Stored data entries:
────────────────────────────────────────

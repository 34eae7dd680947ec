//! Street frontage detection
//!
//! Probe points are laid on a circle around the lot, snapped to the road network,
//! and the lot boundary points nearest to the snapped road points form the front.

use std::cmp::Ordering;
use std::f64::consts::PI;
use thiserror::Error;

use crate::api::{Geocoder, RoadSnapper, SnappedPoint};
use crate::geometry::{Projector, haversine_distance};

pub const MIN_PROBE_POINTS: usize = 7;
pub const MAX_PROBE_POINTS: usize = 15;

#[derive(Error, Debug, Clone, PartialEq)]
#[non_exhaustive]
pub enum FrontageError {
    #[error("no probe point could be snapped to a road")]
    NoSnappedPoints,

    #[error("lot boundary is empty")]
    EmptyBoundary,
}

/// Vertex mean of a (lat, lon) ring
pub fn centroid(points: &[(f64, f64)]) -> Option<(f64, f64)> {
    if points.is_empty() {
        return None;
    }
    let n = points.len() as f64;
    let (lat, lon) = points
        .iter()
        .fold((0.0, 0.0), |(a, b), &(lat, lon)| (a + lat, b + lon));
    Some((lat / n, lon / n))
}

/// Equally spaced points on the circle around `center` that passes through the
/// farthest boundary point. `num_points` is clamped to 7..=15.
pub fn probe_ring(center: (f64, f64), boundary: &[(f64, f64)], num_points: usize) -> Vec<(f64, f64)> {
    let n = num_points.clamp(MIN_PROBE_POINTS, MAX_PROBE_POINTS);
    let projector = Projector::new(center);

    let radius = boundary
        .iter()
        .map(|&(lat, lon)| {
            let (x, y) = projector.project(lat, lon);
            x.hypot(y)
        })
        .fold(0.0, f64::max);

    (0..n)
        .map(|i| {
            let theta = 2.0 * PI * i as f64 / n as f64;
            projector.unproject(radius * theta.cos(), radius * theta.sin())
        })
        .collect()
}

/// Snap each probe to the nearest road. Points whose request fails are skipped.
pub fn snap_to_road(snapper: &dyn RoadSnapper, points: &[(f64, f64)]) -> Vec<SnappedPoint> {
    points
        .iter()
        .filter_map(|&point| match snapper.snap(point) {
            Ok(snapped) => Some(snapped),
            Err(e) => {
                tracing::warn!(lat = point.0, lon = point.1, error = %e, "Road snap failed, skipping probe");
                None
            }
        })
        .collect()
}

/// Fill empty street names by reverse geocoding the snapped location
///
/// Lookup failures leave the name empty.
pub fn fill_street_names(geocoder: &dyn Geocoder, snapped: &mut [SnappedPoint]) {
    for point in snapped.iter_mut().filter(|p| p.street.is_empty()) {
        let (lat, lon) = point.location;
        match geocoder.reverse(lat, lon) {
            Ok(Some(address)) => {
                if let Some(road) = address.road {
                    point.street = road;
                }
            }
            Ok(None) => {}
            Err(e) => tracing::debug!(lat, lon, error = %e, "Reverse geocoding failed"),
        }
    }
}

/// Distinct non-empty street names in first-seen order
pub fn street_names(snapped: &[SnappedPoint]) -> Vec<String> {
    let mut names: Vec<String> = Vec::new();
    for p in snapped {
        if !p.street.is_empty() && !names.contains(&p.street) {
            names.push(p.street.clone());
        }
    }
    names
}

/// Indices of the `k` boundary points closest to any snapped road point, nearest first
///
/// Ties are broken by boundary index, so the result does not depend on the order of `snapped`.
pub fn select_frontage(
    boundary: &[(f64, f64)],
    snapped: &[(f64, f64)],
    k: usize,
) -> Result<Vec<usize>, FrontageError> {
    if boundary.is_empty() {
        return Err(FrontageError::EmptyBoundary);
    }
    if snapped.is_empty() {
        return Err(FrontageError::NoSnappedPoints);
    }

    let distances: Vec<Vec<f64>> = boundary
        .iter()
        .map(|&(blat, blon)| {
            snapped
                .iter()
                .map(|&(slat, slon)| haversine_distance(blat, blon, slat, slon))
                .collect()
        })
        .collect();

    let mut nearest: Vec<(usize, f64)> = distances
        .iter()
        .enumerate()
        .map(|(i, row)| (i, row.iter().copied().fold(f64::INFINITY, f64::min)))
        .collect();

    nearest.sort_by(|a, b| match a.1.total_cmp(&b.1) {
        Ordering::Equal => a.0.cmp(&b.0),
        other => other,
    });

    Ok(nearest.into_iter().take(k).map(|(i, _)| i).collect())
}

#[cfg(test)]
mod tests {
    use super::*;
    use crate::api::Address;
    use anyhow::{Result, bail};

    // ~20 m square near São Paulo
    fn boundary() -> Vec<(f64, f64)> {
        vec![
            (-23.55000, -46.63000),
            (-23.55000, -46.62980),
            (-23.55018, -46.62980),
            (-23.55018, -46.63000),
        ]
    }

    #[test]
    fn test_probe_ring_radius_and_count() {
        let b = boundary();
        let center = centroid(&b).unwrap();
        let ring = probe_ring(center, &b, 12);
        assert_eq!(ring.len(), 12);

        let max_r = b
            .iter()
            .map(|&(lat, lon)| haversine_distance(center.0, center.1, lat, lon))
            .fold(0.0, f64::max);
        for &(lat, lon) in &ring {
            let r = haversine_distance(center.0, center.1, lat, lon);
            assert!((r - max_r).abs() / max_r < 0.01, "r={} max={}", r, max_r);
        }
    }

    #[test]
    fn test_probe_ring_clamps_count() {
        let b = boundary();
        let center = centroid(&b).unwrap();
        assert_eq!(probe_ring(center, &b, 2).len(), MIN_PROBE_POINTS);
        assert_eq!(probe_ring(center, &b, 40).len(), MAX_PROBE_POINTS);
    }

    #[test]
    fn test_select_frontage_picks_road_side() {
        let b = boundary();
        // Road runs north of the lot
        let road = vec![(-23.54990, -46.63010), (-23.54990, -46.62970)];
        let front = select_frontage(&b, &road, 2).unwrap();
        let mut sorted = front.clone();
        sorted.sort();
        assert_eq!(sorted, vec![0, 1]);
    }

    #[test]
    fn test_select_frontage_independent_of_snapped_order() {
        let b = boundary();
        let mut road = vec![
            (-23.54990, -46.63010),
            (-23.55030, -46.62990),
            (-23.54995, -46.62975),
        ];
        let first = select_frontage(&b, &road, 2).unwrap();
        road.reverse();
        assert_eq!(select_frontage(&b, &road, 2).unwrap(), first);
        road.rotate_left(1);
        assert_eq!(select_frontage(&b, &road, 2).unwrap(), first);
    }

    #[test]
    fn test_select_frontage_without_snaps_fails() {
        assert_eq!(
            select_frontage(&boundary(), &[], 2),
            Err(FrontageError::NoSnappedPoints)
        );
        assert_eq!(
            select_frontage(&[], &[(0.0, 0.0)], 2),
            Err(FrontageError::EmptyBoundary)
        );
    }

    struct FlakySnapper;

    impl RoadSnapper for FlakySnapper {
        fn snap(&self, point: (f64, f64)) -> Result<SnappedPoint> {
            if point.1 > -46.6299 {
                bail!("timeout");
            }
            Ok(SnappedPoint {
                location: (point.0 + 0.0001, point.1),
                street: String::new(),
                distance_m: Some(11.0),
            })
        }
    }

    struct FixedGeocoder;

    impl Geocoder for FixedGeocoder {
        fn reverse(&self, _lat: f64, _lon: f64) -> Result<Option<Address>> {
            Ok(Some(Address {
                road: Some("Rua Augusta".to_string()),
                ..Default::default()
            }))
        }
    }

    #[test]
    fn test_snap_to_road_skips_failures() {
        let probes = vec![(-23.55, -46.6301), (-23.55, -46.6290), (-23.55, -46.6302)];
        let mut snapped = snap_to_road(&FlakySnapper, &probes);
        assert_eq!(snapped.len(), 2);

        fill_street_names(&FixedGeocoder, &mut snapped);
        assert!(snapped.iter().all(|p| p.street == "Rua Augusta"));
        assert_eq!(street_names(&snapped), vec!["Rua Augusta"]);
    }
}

────────────────────────────────────────

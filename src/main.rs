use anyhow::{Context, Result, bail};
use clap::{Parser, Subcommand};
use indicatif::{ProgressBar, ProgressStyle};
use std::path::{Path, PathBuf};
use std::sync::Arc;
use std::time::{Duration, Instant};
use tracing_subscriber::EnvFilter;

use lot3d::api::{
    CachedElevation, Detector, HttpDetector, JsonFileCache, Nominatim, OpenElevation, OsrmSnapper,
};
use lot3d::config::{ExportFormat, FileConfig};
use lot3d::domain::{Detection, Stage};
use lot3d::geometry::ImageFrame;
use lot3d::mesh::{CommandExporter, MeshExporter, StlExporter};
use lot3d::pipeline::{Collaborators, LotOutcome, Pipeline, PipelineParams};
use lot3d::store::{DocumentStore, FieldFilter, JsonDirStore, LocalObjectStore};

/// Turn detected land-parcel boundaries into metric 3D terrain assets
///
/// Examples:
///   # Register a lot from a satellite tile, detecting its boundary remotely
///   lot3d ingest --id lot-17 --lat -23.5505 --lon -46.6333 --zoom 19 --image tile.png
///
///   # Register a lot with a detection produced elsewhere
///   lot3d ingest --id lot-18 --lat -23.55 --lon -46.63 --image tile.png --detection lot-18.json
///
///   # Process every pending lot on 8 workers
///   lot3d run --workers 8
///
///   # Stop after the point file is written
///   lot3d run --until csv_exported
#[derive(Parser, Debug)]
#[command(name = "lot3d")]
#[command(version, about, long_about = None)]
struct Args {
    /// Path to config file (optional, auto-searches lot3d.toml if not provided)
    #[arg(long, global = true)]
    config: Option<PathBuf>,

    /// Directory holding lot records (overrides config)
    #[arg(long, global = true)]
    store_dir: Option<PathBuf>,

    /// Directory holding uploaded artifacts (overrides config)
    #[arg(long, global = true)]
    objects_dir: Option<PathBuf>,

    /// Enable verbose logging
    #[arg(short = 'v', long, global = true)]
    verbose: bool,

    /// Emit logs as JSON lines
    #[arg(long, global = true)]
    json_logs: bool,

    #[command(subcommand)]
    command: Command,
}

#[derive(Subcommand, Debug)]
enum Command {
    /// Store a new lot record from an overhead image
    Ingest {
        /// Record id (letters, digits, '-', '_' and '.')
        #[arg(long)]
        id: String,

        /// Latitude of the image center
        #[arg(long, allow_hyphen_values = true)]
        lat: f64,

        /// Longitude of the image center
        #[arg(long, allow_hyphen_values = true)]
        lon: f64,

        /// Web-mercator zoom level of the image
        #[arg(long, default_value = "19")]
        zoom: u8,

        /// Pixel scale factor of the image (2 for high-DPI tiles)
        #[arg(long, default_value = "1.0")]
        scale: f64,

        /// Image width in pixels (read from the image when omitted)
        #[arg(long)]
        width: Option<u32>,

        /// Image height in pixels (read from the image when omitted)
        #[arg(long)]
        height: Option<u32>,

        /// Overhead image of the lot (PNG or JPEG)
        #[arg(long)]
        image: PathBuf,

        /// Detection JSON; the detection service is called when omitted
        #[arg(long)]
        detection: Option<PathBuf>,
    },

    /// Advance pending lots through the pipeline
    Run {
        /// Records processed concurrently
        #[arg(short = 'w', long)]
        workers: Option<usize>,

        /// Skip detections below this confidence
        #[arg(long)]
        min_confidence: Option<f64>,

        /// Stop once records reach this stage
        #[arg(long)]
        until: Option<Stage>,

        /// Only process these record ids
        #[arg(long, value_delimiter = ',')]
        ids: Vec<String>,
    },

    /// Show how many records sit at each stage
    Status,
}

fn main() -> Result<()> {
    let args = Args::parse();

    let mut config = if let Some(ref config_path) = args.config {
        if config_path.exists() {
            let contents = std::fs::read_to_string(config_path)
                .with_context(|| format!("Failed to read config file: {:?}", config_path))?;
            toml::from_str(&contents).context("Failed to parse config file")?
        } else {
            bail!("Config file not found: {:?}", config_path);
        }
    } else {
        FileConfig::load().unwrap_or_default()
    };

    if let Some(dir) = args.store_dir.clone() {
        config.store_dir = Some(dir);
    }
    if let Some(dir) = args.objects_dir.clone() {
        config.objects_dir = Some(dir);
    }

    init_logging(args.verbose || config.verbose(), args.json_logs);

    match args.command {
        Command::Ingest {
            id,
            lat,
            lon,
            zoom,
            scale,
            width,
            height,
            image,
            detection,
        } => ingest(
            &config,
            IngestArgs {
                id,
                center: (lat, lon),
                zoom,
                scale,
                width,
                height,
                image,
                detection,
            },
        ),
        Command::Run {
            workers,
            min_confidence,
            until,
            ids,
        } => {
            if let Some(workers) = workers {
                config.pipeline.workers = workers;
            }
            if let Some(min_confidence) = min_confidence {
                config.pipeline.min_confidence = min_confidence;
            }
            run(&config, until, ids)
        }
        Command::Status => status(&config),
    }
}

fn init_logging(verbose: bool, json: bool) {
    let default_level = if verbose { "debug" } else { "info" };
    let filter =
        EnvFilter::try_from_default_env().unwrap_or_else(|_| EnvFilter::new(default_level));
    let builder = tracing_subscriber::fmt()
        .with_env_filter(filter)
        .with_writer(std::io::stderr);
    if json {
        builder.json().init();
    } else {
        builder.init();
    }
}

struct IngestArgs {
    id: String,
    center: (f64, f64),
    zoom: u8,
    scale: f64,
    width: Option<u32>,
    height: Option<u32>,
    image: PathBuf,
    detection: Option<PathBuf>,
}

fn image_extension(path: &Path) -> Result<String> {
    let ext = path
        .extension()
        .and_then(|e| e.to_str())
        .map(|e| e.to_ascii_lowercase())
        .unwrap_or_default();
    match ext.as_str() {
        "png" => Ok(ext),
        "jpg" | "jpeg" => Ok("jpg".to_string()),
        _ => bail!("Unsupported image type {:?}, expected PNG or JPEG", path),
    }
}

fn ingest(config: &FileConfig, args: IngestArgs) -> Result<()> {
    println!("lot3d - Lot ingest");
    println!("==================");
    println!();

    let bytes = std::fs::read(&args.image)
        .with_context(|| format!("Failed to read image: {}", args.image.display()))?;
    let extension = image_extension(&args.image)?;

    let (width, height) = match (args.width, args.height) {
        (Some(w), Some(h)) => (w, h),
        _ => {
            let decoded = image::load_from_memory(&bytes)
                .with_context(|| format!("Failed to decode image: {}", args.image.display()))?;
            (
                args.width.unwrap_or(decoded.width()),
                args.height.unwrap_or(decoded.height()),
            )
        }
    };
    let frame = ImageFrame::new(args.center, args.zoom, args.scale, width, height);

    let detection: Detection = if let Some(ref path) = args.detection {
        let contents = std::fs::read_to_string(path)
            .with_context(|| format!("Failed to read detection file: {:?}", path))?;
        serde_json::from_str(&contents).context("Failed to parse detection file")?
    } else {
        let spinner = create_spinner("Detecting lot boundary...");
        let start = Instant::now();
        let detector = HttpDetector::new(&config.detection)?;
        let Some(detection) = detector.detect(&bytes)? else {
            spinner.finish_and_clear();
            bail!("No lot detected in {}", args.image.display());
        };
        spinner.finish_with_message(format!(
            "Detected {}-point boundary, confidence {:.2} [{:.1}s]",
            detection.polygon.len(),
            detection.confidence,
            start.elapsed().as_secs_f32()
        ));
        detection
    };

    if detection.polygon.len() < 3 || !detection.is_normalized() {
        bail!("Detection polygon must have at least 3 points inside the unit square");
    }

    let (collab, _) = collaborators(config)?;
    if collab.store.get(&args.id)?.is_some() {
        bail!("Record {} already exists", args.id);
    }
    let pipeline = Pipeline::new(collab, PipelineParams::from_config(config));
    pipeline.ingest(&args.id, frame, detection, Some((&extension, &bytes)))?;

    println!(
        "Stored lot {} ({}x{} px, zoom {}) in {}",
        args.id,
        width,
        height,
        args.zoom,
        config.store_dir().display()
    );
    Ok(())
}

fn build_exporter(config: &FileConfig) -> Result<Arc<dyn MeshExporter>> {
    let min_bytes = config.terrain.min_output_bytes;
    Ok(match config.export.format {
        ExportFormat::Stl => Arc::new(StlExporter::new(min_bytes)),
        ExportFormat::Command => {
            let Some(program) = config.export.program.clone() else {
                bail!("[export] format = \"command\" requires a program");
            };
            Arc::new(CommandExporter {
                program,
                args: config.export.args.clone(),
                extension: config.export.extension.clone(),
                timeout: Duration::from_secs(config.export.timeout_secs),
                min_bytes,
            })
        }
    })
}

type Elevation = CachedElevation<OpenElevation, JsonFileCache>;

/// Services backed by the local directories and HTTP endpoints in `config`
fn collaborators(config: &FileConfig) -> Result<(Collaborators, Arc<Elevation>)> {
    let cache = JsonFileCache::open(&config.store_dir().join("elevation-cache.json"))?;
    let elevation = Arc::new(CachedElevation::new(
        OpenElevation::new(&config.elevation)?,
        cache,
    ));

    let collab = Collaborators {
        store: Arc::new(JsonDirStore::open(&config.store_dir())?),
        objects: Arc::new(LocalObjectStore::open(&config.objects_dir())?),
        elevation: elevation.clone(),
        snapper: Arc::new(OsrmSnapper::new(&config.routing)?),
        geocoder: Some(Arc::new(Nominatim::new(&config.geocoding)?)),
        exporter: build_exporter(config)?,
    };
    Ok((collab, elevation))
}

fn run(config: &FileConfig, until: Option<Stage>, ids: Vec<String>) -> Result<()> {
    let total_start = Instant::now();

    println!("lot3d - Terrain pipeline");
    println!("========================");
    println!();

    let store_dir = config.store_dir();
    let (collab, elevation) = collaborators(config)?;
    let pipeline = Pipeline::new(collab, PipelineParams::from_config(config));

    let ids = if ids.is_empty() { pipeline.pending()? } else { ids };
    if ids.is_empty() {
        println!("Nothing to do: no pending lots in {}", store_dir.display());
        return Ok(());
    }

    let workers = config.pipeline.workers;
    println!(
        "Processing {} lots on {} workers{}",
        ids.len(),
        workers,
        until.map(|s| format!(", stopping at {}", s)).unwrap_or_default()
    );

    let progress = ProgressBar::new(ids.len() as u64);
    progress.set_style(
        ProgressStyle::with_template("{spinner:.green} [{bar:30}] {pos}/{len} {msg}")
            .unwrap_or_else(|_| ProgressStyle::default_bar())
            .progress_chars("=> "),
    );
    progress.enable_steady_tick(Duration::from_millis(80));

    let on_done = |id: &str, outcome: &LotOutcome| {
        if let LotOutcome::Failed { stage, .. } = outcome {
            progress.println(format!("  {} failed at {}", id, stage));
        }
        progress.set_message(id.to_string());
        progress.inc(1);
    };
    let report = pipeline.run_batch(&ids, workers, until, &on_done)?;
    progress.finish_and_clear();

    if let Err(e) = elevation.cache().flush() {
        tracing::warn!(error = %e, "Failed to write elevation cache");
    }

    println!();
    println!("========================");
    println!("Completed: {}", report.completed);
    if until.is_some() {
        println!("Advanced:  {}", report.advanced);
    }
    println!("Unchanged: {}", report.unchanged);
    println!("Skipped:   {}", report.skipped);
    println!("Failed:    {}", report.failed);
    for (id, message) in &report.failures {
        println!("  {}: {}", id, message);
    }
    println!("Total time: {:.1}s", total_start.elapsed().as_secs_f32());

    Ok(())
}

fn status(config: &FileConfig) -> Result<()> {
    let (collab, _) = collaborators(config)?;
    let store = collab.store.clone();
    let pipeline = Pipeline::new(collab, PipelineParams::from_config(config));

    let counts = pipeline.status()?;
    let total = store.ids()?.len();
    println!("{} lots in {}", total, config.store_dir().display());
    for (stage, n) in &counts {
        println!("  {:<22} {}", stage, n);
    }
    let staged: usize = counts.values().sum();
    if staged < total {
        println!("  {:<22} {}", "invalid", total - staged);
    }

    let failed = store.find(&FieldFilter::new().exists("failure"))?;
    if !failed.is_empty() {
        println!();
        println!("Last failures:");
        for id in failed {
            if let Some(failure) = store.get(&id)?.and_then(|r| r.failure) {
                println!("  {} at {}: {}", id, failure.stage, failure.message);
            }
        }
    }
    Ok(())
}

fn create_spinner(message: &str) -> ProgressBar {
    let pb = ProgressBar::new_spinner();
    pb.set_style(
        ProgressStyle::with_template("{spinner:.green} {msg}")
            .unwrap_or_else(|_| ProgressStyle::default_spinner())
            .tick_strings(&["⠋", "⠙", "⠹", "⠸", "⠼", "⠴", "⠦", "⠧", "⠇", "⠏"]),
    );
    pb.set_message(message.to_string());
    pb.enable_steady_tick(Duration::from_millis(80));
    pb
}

────────────────────────────────────────

_Work instruction_
Report, from the entries above, each line where "contents" is found.

_Solution to this problem_
            let contents = std::fs::read_to_string(config_path)
            toml::from_str(&contents).context("Failed to parse config file")?
        let contents = std::fs::read_to_string(path)
        serde_json::from_str(&contents).context("Failed to parse detection file")?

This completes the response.